====== Records for the exercise ======

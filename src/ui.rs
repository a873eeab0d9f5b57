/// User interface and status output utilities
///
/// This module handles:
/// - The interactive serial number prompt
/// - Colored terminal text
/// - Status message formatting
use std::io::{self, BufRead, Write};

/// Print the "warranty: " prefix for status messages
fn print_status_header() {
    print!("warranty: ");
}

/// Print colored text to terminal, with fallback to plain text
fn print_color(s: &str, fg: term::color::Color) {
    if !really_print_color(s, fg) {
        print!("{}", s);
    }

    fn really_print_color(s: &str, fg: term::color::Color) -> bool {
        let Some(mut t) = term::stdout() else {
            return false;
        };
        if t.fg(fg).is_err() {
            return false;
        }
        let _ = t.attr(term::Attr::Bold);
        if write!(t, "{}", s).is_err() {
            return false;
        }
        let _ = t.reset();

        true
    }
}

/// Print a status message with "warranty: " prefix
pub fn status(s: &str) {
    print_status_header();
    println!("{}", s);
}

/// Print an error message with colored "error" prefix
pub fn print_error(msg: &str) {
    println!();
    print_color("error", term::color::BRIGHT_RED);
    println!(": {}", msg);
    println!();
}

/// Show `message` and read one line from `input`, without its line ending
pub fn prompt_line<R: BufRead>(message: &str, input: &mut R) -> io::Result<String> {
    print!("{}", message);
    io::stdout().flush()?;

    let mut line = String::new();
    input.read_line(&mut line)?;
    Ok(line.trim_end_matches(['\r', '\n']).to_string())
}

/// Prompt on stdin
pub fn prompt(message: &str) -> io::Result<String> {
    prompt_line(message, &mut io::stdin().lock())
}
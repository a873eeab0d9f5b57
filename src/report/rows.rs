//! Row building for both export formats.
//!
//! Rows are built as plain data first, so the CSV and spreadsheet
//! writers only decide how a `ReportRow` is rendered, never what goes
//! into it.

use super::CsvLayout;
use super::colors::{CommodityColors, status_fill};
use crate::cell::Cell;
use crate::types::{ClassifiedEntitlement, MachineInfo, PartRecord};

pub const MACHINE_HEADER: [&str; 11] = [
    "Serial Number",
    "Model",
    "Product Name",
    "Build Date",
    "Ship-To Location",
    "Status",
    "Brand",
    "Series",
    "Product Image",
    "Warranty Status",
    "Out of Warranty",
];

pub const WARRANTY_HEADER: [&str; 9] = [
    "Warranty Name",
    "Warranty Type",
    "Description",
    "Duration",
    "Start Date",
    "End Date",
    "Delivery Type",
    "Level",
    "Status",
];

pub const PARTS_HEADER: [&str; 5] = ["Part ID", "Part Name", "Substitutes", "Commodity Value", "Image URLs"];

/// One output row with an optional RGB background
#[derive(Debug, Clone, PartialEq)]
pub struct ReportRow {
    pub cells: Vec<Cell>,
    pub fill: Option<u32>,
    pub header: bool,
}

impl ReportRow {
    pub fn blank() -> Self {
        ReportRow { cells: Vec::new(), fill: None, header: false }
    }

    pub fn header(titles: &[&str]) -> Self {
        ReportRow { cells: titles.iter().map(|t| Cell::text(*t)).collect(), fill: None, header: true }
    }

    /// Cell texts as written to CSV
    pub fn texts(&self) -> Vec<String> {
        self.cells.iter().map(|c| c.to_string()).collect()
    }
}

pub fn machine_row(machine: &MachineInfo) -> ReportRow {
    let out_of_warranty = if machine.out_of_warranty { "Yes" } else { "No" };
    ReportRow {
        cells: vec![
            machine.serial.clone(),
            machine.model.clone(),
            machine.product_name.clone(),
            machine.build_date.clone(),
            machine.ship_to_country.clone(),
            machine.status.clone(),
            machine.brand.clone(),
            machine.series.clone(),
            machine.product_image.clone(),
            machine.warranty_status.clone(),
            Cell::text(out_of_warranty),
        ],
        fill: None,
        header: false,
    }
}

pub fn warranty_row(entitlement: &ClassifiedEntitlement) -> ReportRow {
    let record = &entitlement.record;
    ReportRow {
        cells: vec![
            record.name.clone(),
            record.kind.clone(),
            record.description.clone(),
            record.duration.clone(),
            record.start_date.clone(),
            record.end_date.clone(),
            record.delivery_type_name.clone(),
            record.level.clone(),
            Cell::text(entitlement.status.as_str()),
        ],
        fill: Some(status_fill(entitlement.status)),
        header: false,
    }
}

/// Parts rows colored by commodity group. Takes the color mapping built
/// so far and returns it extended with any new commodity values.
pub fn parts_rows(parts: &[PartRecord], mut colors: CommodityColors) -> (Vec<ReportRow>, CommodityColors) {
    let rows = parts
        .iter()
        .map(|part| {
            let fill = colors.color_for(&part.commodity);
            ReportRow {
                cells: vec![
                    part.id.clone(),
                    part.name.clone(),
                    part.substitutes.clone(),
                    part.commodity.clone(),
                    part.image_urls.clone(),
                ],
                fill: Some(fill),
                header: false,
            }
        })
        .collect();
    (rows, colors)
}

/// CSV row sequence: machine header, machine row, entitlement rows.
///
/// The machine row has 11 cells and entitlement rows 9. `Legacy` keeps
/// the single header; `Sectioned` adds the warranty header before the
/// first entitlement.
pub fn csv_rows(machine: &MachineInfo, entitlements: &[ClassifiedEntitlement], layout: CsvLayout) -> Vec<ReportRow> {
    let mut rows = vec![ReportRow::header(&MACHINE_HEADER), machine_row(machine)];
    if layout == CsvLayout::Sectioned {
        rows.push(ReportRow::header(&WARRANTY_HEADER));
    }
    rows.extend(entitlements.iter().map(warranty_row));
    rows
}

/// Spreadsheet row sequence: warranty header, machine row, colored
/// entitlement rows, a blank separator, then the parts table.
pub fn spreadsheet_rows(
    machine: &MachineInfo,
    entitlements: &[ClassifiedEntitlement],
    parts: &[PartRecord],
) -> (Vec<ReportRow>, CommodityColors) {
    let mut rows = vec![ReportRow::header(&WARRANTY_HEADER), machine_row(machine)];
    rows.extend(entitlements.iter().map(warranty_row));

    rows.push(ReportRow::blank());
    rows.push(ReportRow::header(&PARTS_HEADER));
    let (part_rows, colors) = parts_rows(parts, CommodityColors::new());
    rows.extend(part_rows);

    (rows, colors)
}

======

Requirement:
Word for word, transcribe the data shown above.

Exercise output:
filename src/ui.rs
repository a873eeab0d9f5b57
/// User interface and status output utilities
///
/// This module handles:
/// - The interactive serial number prompt
/// - Colored terminal text
/// - Status message formatting
use std::io::{self, BufRead, Write};

/// Print the "warranty: " prefix for status messages
fn print_status_header() {
    print!("warranty: ");
}

/// Print colored text to terminal, with fallback to plain text
fn print_color(s: &str, fg: term::color::Color) {
    if !really_print_color(s, fg) {
        print!("{}", s);
    }

    fn really_print_color(s: &str, fg: term::color::Color) -> bool {
        let Some(mut t) = term::stdout() else {
            return false;
        };
        if t.fg(fg).is_err() {
            return false;
        }
        let _ = t.attr(term::Attr::Bold);
        if write!(t, "{}", s).is_err() {
            return false;
        }
        let _ = t.reset();

        true
    }
}

/// Print a status message with "warranty: " prefix
pub fn status(s: &str) {
    print_status_header();
    println!("{}", s);
}

/// Print an error message with colored "error" prefix
pub fn print_error(msg: &str) {
    println!();
    print_color("error", term::color::BRIGHT_RED);
    println!(": {}", msg);
    println!();
}

/// Show `message` and read one line from `input`, without its line ending
pub fn prompt_line<R: BufRead>(message: &str, input: &mut R) -> io::Result<String> {
    print!("{}", message);
    io::stdout().flush()?;

    let mut line = String::new();
    input.read_line(&mut line)?;
    Ok(line.trim_end_matches(['\r', '\n']).to_string())
}

/// Prompt on stdin
pub fn prompt(message: &str) -> io::Result<String> {
    prompt_line(message, &mut io::stdin().lock())
}
repository a873eeab0d9f5b57
filename src/report/rows.rs
//! Row building for both export formats.
//!
//! Rows are built as plain data first, so the CSV and spreadsheet
//! writers only decide how a `ReportRow` is rendered, never what goes
//! into it.

use super::CsvLayout;
use super::colors::{CommodityColors, status_fill};
use crate::cell::Cell;
use crate::types::{ClassifiedEntitlement, MachineInfo, PartRecord};

pub const MACHINE_HEADER: [&str; 11] = [
    "Serial Number",
    "Model",
    "Product Name",
    "Build Date",
    "Ship-To Location",
    "Status",
    "Brand",
    "Series",
    "Product Image",
    "Warranty Status",
    "Out of Warranty",
];

pub const WARRANTY_HEADER: [&str; 9] = [
    "Warranty Name",
    "Warranty Type",
    "Description",
    "Duration",
    "Start Date",
    "End Date",
    "Delivery Type",
    "Level",
    "Status",
];

pub const PARTS_HEADER: [&str; 5] = ["Part ID", "Part Name", "Substitutes", "Commodity Value", "Image URLs"];

/// One output row with an optional RGB background
#[derive(Debug, Clone, PartialEq)]
pub struct ReportRow {
    pub cells: Vec<Cell>,
    pub fill: Option<u32>,
    pub header: bool,
}

impl ReportRow {
    pub fn blank() -> Self {
        ReportRow { cells: Vec::new(), fill: None, header: false }
    }

    pub fn header(titles: &[&str]) -> Self {
        ReportRow { cells: titles.iter().map(|t| Cell::text(*t)).collect(), fill: None, header: true }
    }

    /// Cell texts as written to CSV
    pub fn texts(&self) -> Vec<String> {
        self.cells.iter().map(|c| c.to_string()).collect()
    }
}

pub fn machine_row(machine: &MachineInfo) -> ReportRow {
    let out_of_warranty = if machine.out_of_warranty { "Yes" } else { "No" };
    ReportRow {
        cells: vec![
            machine.serial.clone(),
            machine.model.clone(),
            machine.product_name.clone(),
            machine.build_date.clone(),
            machine.ship_to_country.clone(),
            machine.status.clone(),
            machine.brand.clone(),
            machine.series.clone(),
            machine.product_image.clone(),
            machine.warranty_status.clone(),
            Cell::text(out_of_warranty),
        ],
        fill: None,
        header: false,
    }
}

pub fn warranty_row(entitlement: &ClassifiedEntitlement) -> ReportRow {
    let record = &entitlement.record;
    ReportRow {
        cells: vec![
            record.name.clone(),
            record.kind.clone(),
            record.description.clone(),
            record.duration.clone(),
            record.start_date.clone(),
            record.end_date.clone(),
            record.delivery_type_name.clone(),
            record.level.clone(),
            Cell::text(entitlement.status.as_str()),
        ],
        fill: Some(status_fill(entitlement.status)),
        header: false,
    }
}

/// Parts rows colored by commodity group. Takes the color mapping built
/// so far and returns it extended with any new commodity values.
pub fn parts_rows(parts: &[PartRecord], mut colors: CommodityColors) -> (Vec<ReportRow>, CommodityColors) {
    let rows = parts
        .iter()
        .map(|part| {
            let fill = colors.color_for(&part.commodity);
            ReportRow {
                cells: vec![
                    part.id.clone(),
                    part.name.clone(),
                    part.substitutes.clone(),
                    part.commodity.clone(),
                    part.image_urls.clone(),
                ],
                fill: Some(fill),
                header: false,
            }
        })
        .collect();
    (rows, colors)
}

/// CSV row sequence: machine header, machine row, entitlement rows.
///
/// The machine row has 11 cells and entitlement rows 9. `Legacy` keeps
/// the single header; `Sectioned` adds the warranty header before the
/// first entitlement.
pub fn csv_rows(machine: &MachineInfo, entitlements: &[ClassifiedEntitlement], layout: CsvLayout) -> Vec<ReportRow> {
    let mut rows = vec![ReportRow::header(&MACHINE_HEADER), machine_row(machine)];
    if layout == CsvLayout::Sectioned {
        rows.push(ReportRow::header(&WARRANTY_HEADER));
    }
    rows.extend(entitlements.iter().map(warranty_row));
    rows
}

/// Spreadsheet row sequence: warranty header, machine row, colored
/// entitlement rows, a blank separator, then the parts table.
pub fn spreadsheet_rows(
    machine: &MachineInfo,
    entitlements: &[ClassifiedEntitlement],
    parts: &[PartRecord],
) -> (Vec<ReportRow>, CommodityColors) {
    let mut rows = vec![ReportRow::header(&WARRANTY_HEADER), machine_row(machine)];
    rows.extend(entitlements.iter().map(warranty_row));

    rows.push(ReportRow::blank());
    rows.push(ReportRow::header(&PARTS_HEADER));
    let (part_rows, colors) = parts_rows(parts, CommodityColors::new());
    rows.extend(part_rows);

    (rows, colors)
}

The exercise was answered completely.